FIG. 17 depicts schematic block diagram of a method with various actions, according to various example embodiments of the present disclosure. The method may comprise the step of obtaining S1 a plurality of images. In other words, a plurality of images may be captured by, e.g. an imaging unit, such as a camera, of the machine vision system 100. Out of the plurality of obtained images, at least one image 202 comprises the at least one object 203. Various examples of such images 202 are depicted in FIGS. 1-15. It should be appreciated that within the context of various methods described herein, some of the obtained images may not comprise the at least one object 203. These images may e.g. only comprise a background 207, or other objects different from the at least one object 203. Training image object recognition algorithm with images where the least one object 203 is not present may in these example embodiments result in further detection reliability of the algorithm.
As seen in FIG. 17, the method may further comprise the step of providing S2 a first annotation 204 for a first set of the plurality of image. Said first annotation 204 providing information about the at least one object 203. From the above wording, it is understood that the first annotation should always at least comprises information on the species of at least object 203. For example, if the at least one object 203 to be recognized is a bolt, the first annotation will always contain that there is a bolt in the image 202. Aside from this basic type of information, the first annotation comprises information about said at least one object 203, where various examples are possible. The first annotation 204 may comprise information about at least one of the following: an object mask, a bounding box, one or more classes the at least one object 203 belongs to, one or more classes the at least one object 203 does not belong to, a count of the at least one object 203 in the image 202, a shape of the at least one object 203 in the image 202, a size of the at least one object 203 in the image 202, a color of the at least one object 203 in the image 202, a position of the at least one object 203 in the image 202. Combinations of various examples may be possible to form a first annotation with further detailed information about the least one object 203 present in the image 202. As used herein, and as already indicated above, relevant properties identified by the annotation information should be such that can be utilized in the training. Since the annotation information is for use when training is to be performed, using the image that the annotation information is associated with, it is only meaningful with properties for which it would be beneficial for the training to know that an image to train contains content with such properties.
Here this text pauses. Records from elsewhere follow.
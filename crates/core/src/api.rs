//! Remote function execution through the script-execution API.

use std::path::PathBuf;

use async_trait::async_trait;
use gasprobe_protocol::{ExecutionOutcome, ExecutionRequest, Operation, ReportSource, Status, TestResult};
use serde::Deserialize;
use tracing::{debug, info, warn};

use crate::error::{Error, Result};
use crate::logstore::LogStore;
use crate::suite::FunctionRunner;

pub const API_BASE: &str = "https://script.googleapis.com/v1";

/// Google error envelope: `{ "error": { "code", "message", "status" } }`.
#[derive(Debug, Deserialize)]
struct ErrorBody {
	error: Status,
}

#[derive(Debug, Clone)]
pub struct ScriptClient {
	http: reqwest::Client,
	base: String,
	script_id: String,
	access_token: String,
}

impl ScriptClient {
	pub fn new(script_id: impl Into<String>, access_token: impl Into<String>) -> Self {
		Self::with_base(API_BASE, script_id, access_token)
	}

	pub fn with_base(base: impl Into<String>, script_id: impl Into<String>, access_token: impl Into<String>) -> Self {
		Self {
			http: reqwest::Client::new(),
			base: base.into().trim_end_matches('/').to_string(),
			script_id: script_id.into(),
			access_token: access_token.into(),
		}
	}

	fn run_url(&self) -> String {
		format!("{}/scripts/{}:run", self.base, self.script_id)
	}

	/// Calls one function. A thrown script error is an `Ok(Failure)`; only a
	/// rejected call or a transport failure is an `Err`.
	pub async fn run(&self, request: &ExecutionRequest) -> Result<ExecutionOutcome> {
		debug!(target = "gasprobe", function = %request.function, url = %self.run_url(), "scripts.run");
		let response = self
			.http
			.post(self.run_url())
			.bearer_auth(&self.access_token)
			.json(request)
			.send()
			.await?;

		let status = response.status();
		let body = response.text().await?;
		if !status.is_success() {
			let message = serde_json::from_str::<ErrorBody>(&body)
				.ok()
				.and_then(|b| b.error.message)
				.unwrap_or_else(|| body.trim().to_string());
			return Err(Error::Api {
				status: status.as_u16(),
				message,
			});
		}

		let operation: Operation = serde_json::from_str(&body)?;
		Ok(ExecutionOutcome::from(operation))
	}
}

/// [`FunctionRunner`] backed by [`ScriptClient`].
pub struct ApiRunner {
	client: ScriptClient,
	dev_mode: bool,
	store: Option<LogStore>,
}

impl ApiRunner {
	pub fn new(client: ScriptClient, dev_mode: bool) -> Self {
		Self {
			client,
			dev_mode,
			store: None,
		}
	}

	/// Saves returned log lines under `store`.
	pub fn with_store(mut self, store: LogStore) -> Self {
		self.store = Some(store);
		self
	}

	/// Saves the returned log lines. A blank log is skipped and a failed write
	/// only warns: the verdict comes from the API, not from the file.
	fn save_logs(&self, function: &str, logs: &[String]) -> Option<PathBuf> {
		let store = self.store.as_ref()?;
		if logs.iter().all(|line| line.trim().is_empty()) {
			return None;
		}
		match store.save(function, &logs.join("\n")) {
			Ok(path) => Some(path),
			Err(err) => {
				warn!(target = "gasprobe", function, error = %err, "could not save api log");
				None
			}
		}
	}
}

/// Maps one API outcome to a result.
pub fn outcome_to_result(function: &str, outcome: &ExecutionOutcome) -> TestResult {
	match outcome {
		ExecutionOutcome::Success { .. } => TestResult::passed(function),
		ExecutionOutcome::Failure {
			message,
			error_type,
			stack,
		} => {
			let mut result = TestResult::failed(function, message.clone());
			if let Some(kind) = error_type {
				result.errors.push(format!("{kind}: {message}"));
			}
			result.errors.extend(stack.iter().map(|frame| format!("at {frame}")));
			result
		}
	}
}

#[async_trait]
impl FunctionRunner for ApiRunner {
	fn source(&self) -> ReportSource {
		ReportSource::Api
	}

	async fn run(&mut self, function: &str) -> Result<TestResult> {
		let request = ExecutionRequest::new(function).dev_mode(self.dev_mode);
		let outcome = self.client.run(&request).await?;
		info!(target = "gasprobe", function, success = outcome.is_success(), "api call finished");

		let mut result = outcome_to_result(function, &outcome);
		if let Some(path) = self.save_logs(function, &outcome.logs()) {
			result = result.with_log_file(path);
		}
		Ok(result)
	}
}
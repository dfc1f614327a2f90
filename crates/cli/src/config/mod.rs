//! Layered settings: global file, project file, then command-line overrides.
//!
//! Files are plain JSON in the shape of [`Settings`]. Objects merge key by key,
//! so a project file only needs the keys it changes; any other value (arrays
//! included) replaces the lower layer's value outright.

#[cfg(test)]
mod tests;

use std::fs;
use std::path::{Path, PathBuf};

use gasprobe::Settings;
use serde_json::Value;
use tracing::debug;

use crate::error::{CliError, Result};

pub const PROJECT_FILE: &str = "gasprobe.json";

/// Where config files are looked up.
#[derive(Debug, Clone, Default)]
pub struct ConfigPaths {
	pub global: Option<PathBuf>,
	pub project: Option<PathBuf>,
	/// The project file was named explicitly and must exist.
	pub explicit: bool,
}

impl ConfigPaths {
	/// Global file under the XDG config home, project file from `--config`
	/// or `./gasprobe.json`.
	pub fn discover(explicit: Option<PathBuf>) -> Self {
		let config_home = std::env::var_os("XDG_CONFIG_HOME")
			.map(PathBuf::from)
			.or_else(|| dirs::home_dir().map(|h| h.join(".config")));

		Self {
			global: config_home.map(|dir| dir.join("gasprobe").join("config.json")),
			explicit: explicit.is_some(),
			project: explicit.or_else(|| Some(PathBuf::from(PROJECT_FILE))),
		}
	}
}

/// Values from global command-line flags.
#[derive(Debug, Clone, Default)]
pub struct Overrides {
	pub profile_dir: Option<PathBuf>,
	pub logs_dir: Option<PathBuf>,
	pub headless: bool,
}

impl Overrides {
	fn apply(&self, settings: &mut Settings) {
		if let Some(dir) = &self.profile_dir {
			settings.browser.profile_dir = Some(dir.clone());
		}
		if let Some(dir) = &self.logs_dir {
			settings.logs_dir = Some(dir.clone());
		}
		if self.headless {
			settings.browser.headless = true;
		}
	}
}

/// Loaded settings plus the files they came from.
#[derive(Debug, Clone)]
pub struct LoadedConfig {
	pub settings: Settings,
	pub sources: Vec<PathBuf>,
}

pub fn load(paths: &ConfigPaths, overrides: &Overrides) -> Result<LoadedConfig> {
	let mut merged = Value::Object(Default::default());
	let mut sources = Vec::new();

	if let Some(global) = &paths.global {
		if let Some(layer) = read_layer(global, false)? {
			merge(&mut merged, layer);
			sources.push(global.clone());
		}
	}
	if let Some(project) = &paths.project {
		if let Some(layer) = read_layer(project, paths.explicit)? {
			merge(&mut merged, layer);
			sources.push(project.clone());
		}
	}

	let mut settings: Settings = serde_json::from_value(merged).map_err(|e| CliError::Config {
		path: sources.last().cloned().unwrap_or_default(),
		message: e.to_string(),
	})?;
	overrides.apply(&mut settings);
	debug!(target = "gasprobe", sources = ?sources, "settings loaded");

	Ok(LoadedConfig { settings, sources })
}

/// Reads one JSON layer. A missing optional file is `None`.
fn read_layer(path: &Path, required: bool) -> Result<Option<Value>> {
	let content = match fs::read_to_string(path) {
		Ok(content) => content,
		Err(err) if err.kind() == std::io::ErrorKind::NotFound && !required => return Ok(None),
		Err(err) => {
			return Err(CliError::Config {
				path: path.to_path_buf(),
				message: err.to_string(),
			});
		}
	};

	let value: Value = serde_json::from_str(&content).map_err(|e| CliError::Config {
		path: path.to_path_buf(),
		message: e.to_string(),
	})?;
	if !value.is_object() {
		return Err(CliError::Config {
			path: path.to_path_buf(),
			message: "top-level value must be an object".into(),
		});
	}
	Ok(Some(value))
}

/// Deep-merges `overlay` into `base`; objects merge, everything else replaces.
pub fn merge(base: &mut Value, overlay: Value) {
	match (base, overlay) {
		(Value::Object(base), Value::Object(overlay)) => {
			for (key, value) in overlay {
				match base.get_mut(&key) {
					Some(existing) => merge(existing, value),
					None => {
						base.insert(key, value);
					}
				}
			}
		}
		(base, overlay) => *base = overlay,
	}
}
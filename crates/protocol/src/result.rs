//! Per-test result records.

use std::path::PathBuf;

use serde::{Deserialize, Serialize};

/// Verdict for a single test function run.
#[derive(Debug, Clone, Copy, PartialEq, Eq, Hash, Serialize, Deserialize)]
#[serde(rename_all = "lowercase")]
pub enum TestOutcome {
	/// Log shows the run completed without unexpected errors.
	Passed,
	/// Positive evidence of failure (errors, incomplete run, aborted attempt).
	Failed,
	/// Nothing conclusive could be read from the run.
	Unknown,
}

impl TestOutcome {
	pub fn is_passed(self) -> bool {
		matches!(self, TestOutcome::Passed)
	}
}

impl std::fmt::Display for TestOutcome {
	fn fmt(&self, f: &mut std::fmt::Formatter<'_>) -> std::fmt::Result {
		match self {
			TestOutcome::Passed => write!(f, "passed"),
			TestOutcome::Failed => write!(f, "failed"),
			TestOutcome::Unknown => write!(f, "unknown"),
		}
	}
}

/// Result of running one test function.
#[derive(Debug, Clone, PartialEq, Serialize, Deserialize)]
#[serde(rename_all = "camelCase")]
pub struct TestResult {
	pub test_function: String,
	pub outcome: TestOutcome,
	/// Mirrors `outcome == Passed` for consumers that only read a flag.
	pub success: bool,
	#[serde(default, skip_serializing_if = "Option::is_none")]
	pub error: Option<String>,
	/// Unexpected error lines found in the execution log.
	#[serde(default, skip_serializing_if = "Vec::is_empty")]
	pub errors: Vec<String>,
	#[serde(default, skip_serializing_if = "Vec::is_empty")]
	pub warnings: Vec<String>,
	/// Known test functions whose names appear in the log.
	#[serde(default, skip_serializing_if = "Vec::is_empty")]
	pub functions_mentioned: Vec<String>,
	#[serde(default, skip_serializing_if = "Option::is_none")]
	pub log_file: Option<PathBuf>,
	#[serde(default, skip_serializing_if = "Option::is_none")]
	pub screenshot: Option<PathBuf>,
	#[serde(default = "one")]
	pub attempts: u32,
}

fn one() -> u32 {
	1
}

impl TestResult {
	pub fn new(test_function: impl Into<String>, outcome: TestOutcome) -> Self {
		Self {
			test_function: test_function.into(),
			outcome,
			success: outcome.is_passed(),
			error: None,
			errors: Vec::new(),
			warnings: Vec::new(),
			functions_mentioned: Vec::new(),
			log_file: None,
			screenshot: None,
			attempts: 1,
		}
	}

	pub fn passed(test_function: impl Into<String>) -> Self {
		Self::new(test_function, TestOutcome::Passed)
	}

	/// Failed attempt carrying a reason.
	pub fn failed(test_function: impl Into<String>, error: impl Into<String>) -> Self {
		Self::new(test_function, TestOutcome::Failed).with_error(error)
	}

	pub fn unknown(test_function: impl Into<String>, error: impl Into<String>) -> Self {
		Self::new(test_function, TestOutcome::Unknown).with_error(error)
	}

	pub fn with_error(mut self, error: impl Into<String>) -> Self {
		self.error = Some(error.into());
		self
	}

	pub fn with_log_file(mut self, path: PathBuf) -> Self {
		self.log_file = Some(path);
		self
	}

	pub fn with_screenshot(mut self, path: Option<PathBuf>) -> Self {
		self.screenshot = path;
		self
	}

	/// Replaces the outcome, keeping `success` in sync.
	pub fn set_outcome(&mut self, outcome: TestOutcome) {
		self.outcome = outcome;
		self.success = outcome.is_passed();
	}

	/// Text searched when deciding whether a failure looks transient.
	pub fn error_text(&self) -> String {
		let mut text = self.error.clone().unwrap_or_default();
		for line in &self.errors {
			text.push('\n');
			text.push_str(line);
		}
		text
	}
}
The first annotation 204 may be provided manually, e.g. by a user, such as already has been discussed above. The wording said first set may herein be defined as at least one image of the plurality of images. Another term for the first set is a sub-set of the plurality of images. The annotation as such, format of annotated images, etc., may be as in the prior art. The annotation information may be obtained by being provided, such be input to the system, by a user, for example operator, of the machine vision system, such as via a user interface, UI, preferably a graphical user interface (GUI). It is realized that the images, for example captured by the machine vision system, are valid for the annotation information, or in other words that they are in accordance with the annotation information, and/or vice versa. The annotation information may be fully or partly predetermined, and the user may for example, via a UI, select from predetermined annotation information, for example from a list, which specific predetermined information to be used for the images.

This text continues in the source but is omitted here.